Conversation and music returned to the party, and Nicaise asked for Laurent’s thoughts on poison.

Patrice spluttered into his glass. ‘Nicaise, we hardly need to talk about that now.’

Nicaise clasped his hands together. ‘But you know I have such an interest.’ His long eyelashes dipped with his gaze. ‘Celebrating birth reminds us to guard against death, doesn’t it?’
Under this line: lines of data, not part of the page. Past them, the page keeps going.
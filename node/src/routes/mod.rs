//! HTTP handlers.
//!
//! The chain sits behind a `std::sync::Mutex` that fork switching and
//! rescans may hold for a long time, so every handler that touches it runs
//! on the blocking pool via [`blocking`].

use axum::http::StatusCode;

pub mod blocks;
pub mod forging;
pub mod health;
pub mod peer;
pub mod transactions;

/// Error half of every handler result.
pub type ApiError = (StatusCode, String);

/// Runs `f` on the blocking thread pool.
pub async fn blocking<R, F>(f: F) -> Result<R, ApiError>
where
    F: FnOnce() -> R + Send + 'static,
    R: Send + 'static,
{
    tokio::task::spawn_blocking(f)
        .await
        .map_err(|e| internal(format!("handler task failed: {e}")))
}

pub fn bad_request(msg: impl Into<String>) -> ApiError {
    (StatusCode::BAD_REQUEST, msg.into())
}

pub fn internal(msg: impl Into<String>) -> ApiError {
    (StatusCode::INTERNAL_SERVER_ERROR, msg.into())
}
The lord directed a suspicious glance at Laurent. ‘I’d rather not dwell on poison. Indirect and cowardly, wouldn’t you say?’

‘I would indeed,’ Laurent said, evenly. His voice was now rather more than champagne, bodied into an excellent red wine. One that beneath its honeyed tones, was probably also poisoned.

Nicaise whispered in the lord’s ear. Patrice’s upper lip quivered, but he spoke directly to Laurent. 'You have a slave, at your own right hand?'

Damen glared at Nicaise, but the lord mistook himself as the target and quivered in his chair. Delighted, Damen quickly busied himself with a large gulp from his glass so as not to give himself away.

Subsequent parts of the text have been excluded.